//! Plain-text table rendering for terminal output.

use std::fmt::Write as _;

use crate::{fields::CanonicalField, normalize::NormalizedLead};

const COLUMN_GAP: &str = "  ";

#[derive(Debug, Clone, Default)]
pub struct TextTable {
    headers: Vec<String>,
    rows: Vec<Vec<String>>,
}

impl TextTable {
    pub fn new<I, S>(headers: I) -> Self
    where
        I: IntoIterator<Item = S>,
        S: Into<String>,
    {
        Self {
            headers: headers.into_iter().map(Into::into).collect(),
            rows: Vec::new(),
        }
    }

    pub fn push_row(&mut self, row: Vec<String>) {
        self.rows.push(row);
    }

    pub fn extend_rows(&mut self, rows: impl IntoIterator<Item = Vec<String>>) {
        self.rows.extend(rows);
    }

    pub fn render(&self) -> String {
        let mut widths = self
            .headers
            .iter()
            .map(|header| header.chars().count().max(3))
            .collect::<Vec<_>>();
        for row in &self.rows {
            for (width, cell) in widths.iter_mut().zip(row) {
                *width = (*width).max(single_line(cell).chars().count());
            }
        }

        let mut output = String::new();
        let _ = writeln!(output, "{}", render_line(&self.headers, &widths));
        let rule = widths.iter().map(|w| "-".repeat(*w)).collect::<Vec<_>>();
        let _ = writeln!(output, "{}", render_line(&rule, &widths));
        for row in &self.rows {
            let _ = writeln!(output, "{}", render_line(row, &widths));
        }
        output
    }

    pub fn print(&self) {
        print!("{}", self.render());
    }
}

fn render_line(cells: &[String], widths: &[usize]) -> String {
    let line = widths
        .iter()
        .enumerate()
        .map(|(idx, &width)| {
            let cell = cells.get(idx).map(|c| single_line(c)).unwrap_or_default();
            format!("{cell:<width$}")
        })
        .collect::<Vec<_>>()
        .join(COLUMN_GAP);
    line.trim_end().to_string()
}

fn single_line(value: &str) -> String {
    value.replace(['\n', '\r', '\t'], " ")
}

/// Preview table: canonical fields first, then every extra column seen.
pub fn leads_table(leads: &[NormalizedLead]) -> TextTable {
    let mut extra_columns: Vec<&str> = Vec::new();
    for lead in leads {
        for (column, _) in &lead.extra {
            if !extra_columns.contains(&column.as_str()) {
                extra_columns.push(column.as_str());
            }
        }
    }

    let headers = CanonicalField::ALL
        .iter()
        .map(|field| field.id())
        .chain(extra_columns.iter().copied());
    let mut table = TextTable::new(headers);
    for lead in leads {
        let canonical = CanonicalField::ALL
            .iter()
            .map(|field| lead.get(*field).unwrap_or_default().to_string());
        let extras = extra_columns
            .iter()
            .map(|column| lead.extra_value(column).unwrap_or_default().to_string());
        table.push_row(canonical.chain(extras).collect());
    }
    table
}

- - - - -

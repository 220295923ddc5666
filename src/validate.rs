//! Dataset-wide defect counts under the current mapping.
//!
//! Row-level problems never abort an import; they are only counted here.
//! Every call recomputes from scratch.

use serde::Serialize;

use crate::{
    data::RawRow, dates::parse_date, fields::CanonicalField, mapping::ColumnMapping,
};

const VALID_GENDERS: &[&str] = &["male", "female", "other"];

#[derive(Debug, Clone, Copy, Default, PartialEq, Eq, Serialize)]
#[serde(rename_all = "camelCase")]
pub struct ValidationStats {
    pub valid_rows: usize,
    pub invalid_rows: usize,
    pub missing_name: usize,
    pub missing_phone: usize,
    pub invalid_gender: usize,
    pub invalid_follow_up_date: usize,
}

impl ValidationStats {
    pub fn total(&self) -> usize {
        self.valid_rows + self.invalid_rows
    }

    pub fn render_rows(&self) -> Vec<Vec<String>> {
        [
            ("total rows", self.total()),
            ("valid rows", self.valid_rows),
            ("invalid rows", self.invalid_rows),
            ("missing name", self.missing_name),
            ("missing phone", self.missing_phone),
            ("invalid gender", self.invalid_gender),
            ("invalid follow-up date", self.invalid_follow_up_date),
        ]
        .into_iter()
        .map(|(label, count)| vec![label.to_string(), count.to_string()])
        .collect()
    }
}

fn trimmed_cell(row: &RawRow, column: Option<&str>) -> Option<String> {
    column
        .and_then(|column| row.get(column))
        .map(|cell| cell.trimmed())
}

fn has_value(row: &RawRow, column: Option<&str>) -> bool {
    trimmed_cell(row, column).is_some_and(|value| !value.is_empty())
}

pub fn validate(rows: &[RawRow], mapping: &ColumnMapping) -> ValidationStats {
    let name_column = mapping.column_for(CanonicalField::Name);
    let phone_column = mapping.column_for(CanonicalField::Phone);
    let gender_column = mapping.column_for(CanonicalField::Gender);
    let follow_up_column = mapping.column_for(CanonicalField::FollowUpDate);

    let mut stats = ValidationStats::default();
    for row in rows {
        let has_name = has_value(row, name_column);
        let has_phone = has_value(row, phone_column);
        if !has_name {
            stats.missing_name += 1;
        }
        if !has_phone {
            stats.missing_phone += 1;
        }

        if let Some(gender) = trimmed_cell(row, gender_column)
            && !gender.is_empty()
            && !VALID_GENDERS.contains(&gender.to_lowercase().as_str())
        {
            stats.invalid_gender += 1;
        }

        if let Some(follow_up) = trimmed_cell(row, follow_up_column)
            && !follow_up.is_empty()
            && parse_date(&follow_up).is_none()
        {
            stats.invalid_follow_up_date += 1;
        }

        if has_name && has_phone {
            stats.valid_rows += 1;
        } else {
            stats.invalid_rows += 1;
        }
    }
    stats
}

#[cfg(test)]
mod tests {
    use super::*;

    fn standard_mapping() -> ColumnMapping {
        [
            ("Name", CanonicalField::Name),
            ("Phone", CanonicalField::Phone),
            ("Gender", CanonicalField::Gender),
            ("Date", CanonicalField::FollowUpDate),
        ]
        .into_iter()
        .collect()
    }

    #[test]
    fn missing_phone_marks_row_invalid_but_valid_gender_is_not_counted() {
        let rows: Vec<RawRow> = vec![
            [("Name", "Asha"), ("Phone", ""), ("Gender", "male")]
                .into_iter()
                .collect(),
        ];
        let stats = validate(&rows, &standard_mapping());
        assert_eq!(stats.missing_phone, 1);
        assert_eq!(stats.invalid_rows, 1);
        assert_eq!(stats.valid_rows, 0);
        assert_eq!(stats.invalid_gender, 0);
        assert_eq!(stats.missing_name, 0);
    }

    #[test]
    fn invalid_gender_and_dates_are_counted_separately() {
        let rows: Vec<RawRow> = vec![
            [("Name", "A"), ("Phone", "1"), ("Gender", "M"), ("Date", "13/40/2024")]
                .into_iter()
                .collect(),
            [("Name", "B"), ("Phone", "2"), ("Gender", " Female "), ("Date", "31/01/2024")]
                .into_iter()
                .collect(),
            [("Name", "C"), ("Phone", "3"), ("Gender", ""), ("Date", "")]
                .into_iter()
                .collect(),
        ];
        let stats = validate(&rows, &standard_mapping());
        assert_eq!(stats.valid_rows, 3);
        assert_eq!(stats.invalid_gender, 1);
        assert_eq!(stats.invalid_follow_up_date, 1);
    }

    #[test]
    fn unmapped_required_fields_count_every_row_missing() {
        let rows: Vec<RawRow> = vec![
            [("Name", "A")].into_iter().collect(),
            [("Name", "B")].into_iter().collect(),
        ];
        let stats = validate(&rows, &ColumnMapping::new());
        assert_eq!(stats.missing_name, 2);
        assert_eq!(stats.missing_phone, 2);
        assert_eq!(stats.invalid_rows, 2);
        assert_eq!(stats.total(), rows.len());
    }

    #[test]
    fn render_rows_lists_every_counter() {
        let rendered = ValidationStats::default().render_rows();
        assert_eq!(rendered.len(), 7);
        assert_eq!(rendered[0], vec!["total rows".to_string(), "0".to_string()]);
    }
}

- - - - -

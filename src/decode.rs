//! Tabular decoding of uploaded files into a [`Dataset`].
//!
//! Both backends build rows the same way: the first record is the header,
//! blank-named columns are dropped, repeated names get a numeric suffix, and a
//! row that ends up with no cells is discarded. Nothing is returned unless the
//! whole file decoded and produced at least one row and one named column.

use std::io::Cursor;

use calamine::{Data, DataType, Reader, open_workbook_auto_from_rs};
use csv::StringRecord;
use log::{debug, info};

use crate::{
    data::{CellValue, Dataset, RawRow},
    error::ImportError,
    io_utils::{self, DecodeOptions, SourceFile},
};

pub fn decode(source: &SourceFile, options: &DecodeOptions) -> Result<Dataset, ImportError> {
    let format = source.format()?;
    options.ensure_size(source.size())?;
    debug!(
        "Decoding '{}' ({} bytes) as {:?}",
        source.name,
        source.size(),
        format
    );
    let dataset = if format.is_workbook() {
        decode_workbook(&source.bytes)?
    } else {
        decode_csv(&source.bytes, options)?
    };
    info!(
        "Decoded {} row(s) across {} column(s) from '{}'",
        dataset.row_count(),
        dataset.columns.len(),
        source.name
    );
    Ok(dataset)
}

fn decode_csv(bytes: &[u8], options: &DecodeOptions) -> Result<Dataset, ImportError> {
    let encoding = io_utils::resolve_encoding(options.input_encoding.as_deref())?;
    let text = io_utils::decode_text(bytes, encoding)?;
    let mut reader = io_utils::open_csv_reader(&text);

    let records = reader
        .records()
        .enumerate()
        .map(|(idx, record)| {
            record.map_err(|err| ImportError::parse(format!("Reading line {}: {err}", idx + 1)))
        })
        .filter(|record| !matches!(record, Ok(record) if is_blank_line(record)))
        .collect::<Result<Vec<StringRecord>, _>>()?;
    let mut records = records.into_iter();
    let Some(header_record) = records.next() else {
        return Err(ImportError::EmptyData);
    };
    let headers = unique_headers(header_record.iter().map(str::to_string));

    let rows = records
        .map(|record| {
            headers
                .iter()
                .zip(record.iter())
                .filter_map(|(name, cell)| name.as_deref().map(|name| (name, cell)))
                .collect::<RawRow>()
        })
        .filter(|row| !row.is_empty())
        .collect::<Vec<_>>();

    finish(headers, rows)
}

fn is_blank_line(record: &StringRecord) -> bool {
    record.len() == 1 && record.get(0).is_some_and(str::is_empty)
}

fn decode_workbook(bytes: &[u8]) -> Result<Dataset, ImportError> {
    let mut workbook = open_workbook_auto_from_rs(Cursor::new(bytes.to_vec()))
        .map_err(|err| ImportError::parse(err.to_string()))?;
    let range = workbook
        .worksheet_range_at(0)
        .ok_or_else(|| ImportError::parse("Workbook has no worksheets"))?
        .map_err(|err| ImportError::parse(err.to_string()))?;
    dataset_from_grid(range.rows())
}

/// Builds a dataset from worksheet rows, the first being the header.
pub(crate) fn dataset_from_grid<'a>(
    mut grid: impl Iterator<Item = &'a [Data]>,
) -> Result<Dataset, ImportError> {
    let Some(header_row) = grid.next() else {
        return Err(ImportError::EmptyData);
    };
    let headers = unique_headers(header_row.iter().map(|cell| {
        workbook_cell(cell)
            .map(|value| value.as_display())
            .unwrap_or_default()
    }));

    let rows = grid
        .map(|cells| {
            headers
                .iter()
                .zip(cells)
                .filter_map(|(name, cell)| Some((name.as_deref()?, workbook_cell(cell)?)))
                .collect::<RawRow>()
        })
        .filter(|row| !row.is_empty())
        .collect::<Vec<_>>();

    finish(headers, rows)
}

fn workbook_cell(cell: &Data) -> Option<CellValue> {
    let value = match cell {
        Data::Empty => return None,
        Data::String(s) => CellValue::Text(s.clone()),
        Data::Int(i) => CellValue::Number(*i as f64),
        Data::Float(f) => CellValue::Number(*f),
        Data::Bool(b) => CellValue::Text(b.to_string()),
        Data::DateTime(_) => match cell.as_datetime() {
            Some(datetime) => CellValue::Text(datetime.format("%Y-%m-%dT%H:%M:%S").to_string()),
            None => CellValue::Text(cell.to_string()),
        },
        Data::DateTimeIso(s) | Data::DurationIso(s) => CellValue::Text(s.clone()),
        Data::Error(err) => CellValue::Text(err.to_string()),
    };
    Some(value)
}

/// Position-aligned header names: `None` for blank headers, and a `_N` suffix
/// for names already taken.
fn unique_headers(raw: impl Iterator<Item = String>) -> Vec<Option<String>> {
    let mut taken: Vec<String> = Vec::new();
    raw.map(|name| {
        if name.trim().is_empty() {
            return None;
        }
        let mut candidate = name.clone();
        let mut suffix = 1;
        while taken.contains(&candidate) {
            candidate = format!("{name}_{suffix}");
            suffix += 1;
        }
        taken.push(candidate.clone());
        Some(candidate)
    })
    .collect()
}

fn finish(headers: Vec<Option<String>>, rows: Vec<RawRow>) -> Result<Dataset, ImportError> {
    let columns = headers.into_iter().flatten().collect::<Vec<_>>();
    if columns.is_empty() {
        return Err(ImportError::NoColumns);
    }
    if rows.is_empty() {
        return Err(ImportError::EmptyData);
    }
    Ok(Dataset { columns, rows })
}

- - - - -

Required action
Copy each line from the data that features the string "chain".

Answer section
        .chain(extra_columns.iter().copied());
        table.push_row(canonical.chain(extras).collect());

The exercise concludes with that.